He cites the example of US company Target. “When they were hit with a huge data breach in 2013 – exposing 40 million credit and debit card details to hackers as well as the personal information of another 70 million customers – people saw them as the victim. But the truth was more complex.
“After an investigation, it was revealed that they had been alerted to the early signs of a data breach by their security systems – but they determined it did not warrant immediate action and they, in essence, waved the hackers through the door.”
Meanwhile, the data set informing the AI needs to be of optimum quality. Curry warns: “Ultimately, any artificial intelligence and machine learning implementation is only as good as the training data set used. This creates detection and data bias before it is ever deployed onto a live system.”
So it’s clear the technology has multiple uses, but it also needs to be approached with caution. Taking this into account, technology leaders must have a comprehensive plan before the first deployment, says Mark Vargo, CTO CSI. “We have seen people buy part solutions because a vendor came in and had a convincing argument about part of the problem. It’s much better to look at the whole process rather than one thing at a time.”
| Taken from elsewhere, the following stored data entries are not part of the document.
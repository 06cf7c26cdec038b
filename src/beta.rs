//! Beta: an s-expression surface over the Alpha macro layer.
//!
//! | Beta                     | Alpha          |
//! |--------------------------|----------------|
//! | `(+ n)` `(- n)`          | `+n` `-n`      |
//! | `(> n)` `(< n)`          | `>n` `<n`      |
//! | `(input)` `(output)`     | `,` `.`        |
//! | `(set-to n)`             | `=n`           |
//! | `(add!-relative n)`      | `afn` (`abn` for `-n`) |
//! | `(sub!-relative n)`      | `sfn` (`sbn` for `-n`) |
//! | `(move-relative n)`      | `mfn` (`mbn` for `-n`) |
//! | `(while-n-0 body...)`    | `[body]`       |
//! | `(progn body...)`        | `body`         |
//!
//! Numeric arguments default to 1. The relative functions take a signed
//! distance whose sign picks the direction. A `!` marks functions that
//! consume the current cell's value.

use crate::Error;
use crate::alpha::{Family, MacroToken, Numeral};
use crate::sexpr::SExpr;

/// Every function the compiler knows
#[derive(Debug, Clone, Copy, PartialEq, Eq)]
pub enum Function {
    Progn,
    WhileNonzero,
    Input,
    Output,
    SetTo,
    AddRelative,
    SubRelative,
    MoveRelative,
    Increment,
    Decrement,
    Right,
    Left,
}

/// Surface names, in lookup order
const FUNCTIONS: &[(&str, Function)] = &[
    ("progn", Function::Progn),
    ("while-n-0", Function::WhileNonzero),
    ("input", Function::Input),
    ("output", Function::Output),
    ("set-to", Function::SetTo),
    ("add!-relative", Function::AddRelative),
    ("sub!-relative", Function::SubRelative),
    ("move-relative", Function::MoveRelative),
    ("+", Function::Increment),
    ("-", Function::Decrement),
    (">", Function::Right),
    ("<", Function::Left),
];

impl Function {
    pub fn from_name(name: &str) -> Option<Self> {
        FUNCTIONS
            .iter()
            .find(|(candidate, _)| *candidate == name)
            .map(|&(_, function)| function)
    }

    pub fn name(self) -> &'static str {
        FUNCTIONS
            .iter()
            .find(|(_, function)| *function == self)
            .map_or("?", |&(name, _)| name)
    }
}

fn invalid(function: Function, arg: &SExpr) -> Error {
    Error::InvalidArgument {
        function: function.name().to_owned(),
        argument: arg.to_string(),
    }
}

/// The optional first argument, which must be an atom.
fn atom_arg(function: Function, args: &[SExpr]) -> Result<Option<&str>, Error> {
    match args.first() {
        None => Ok(None),
        Some(SExpr::Atom(atom)) => Ok(Some(atom.as_str())),
        Some(list) => Err(invalid(function, list)),
    }
}

/// An unsigned count, defaulting to 1.
fn count_arg(function: Function, args: &[SExpr]) -> Result<Numeral<'_>, Error> {
    match atom_arg(function, args)? {
        None => Ok(Numeral::ONE),
        Some(text) => Numeral::parse(text).ok_or_else(|| invalid(function, &args[0])),
    }
}

/// A signed distance, defaulting to 1.
fn distance_arg(function: Function, args: &[SExpr]) -> Result<i64, Error> {
    match atom_arg(function, args)? {
        None => Ok(1),
        Some(text) => text.parse().map_err(|_| invalid(function, &args[0])),
    }
}

fn emit(expr: &SExpr, out: &mut String) -> Result<(), Error> {
    let head = match expr {
        SExpr::Atom(atom) => return Err(Error::ExpectedCall(atom.to_string())),
        SExpr::List(items) => items.first(),
    };
    let function = match head {
        Some(SExpr::Atom(name)) => Function::from_name(name.as_str())
            .ok_or_else(|| Error::UnknownFunction(name.to_string()))?,
        Some(list @ SExpr::List(_)) => return Err(Error::UnknownFunction(list.to_string())),
        None => return Err(Error::UnknownFunction(expr.to_string())),
    };
    let args = expr.tail();

    let token = match function {
        Function::Progn => {
            for arg in args {
                emit(arg, out)?;
            }
            return Ok(());
        }
        Function::WhileNonzero => {
            out.push('[');
            emit(&SExpr::progn(args), out)?;
            out.push(']');
            return Ok(());
        }
        Function::Input => MacroToken::Base(',', 1),
        Function::Output => MacroToken::Base('.', 1),
        // Cells wrap and the cursor clamps, so oversized counts reduce
        Function::SetTo => MacroToken::Set(count_arg(function, args)?.wrapping()),
        Function::AddRelative => MacroToken::relative(Family::Add, distance_arg(function, args)?)?,
        Function::SubRelative => MacroToken::relative(Family::Sub, distance_arg(function, args)?)?,
        Function::MoveRelative => {
            MacroToken::relative(Family::Move, distance_arg(function, args)?)?
        }
        Function::Increment => MacroToken::Base('+', count_arg(function, args)?.wrapping()),
        Function::Decrement => MacroToken::Base('-', count_arg(function, args)?.wrapping()),
        Function::Right => MacroToken::Base('>', count_arg(function, args)?.saturating()),
        Function::Left => MacroToken::Base('<', count_arg(function, args)?.saturating()),
    };

    out.push_str(&token.to_string());
    Ok(())
}

/// Compile a syntax tree into Alpha macro text.
///
/// Nothing is emitted unless the whole tree compiles.
pub fn compile(tree: &SExpr) -> Result<String, Error> {
    let mut out = String::new();
    emit(tree, &mut out)?;
    Ok(out)
}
In addition, Greeff advises: “Ask the vendor – what problems does your solution solve? If they can’t answer this by for example, saying, ‘this solution allows you to look for anomalous traffic’, then you need to be quite careful.”
As cyber-attacks grow in scale and sophistication, AI and machine learning might go some way in helping to keep up with cyber criminals. However, Kenyon warns there could eventually be “an arms race”, with one computer protecting the environment and another attacking it.
“It could mean the network is changing rapidly and no one knows what’s going on. You need some kind of human mediation or a predetermined limit that you don’t allow the automated response to transcend.”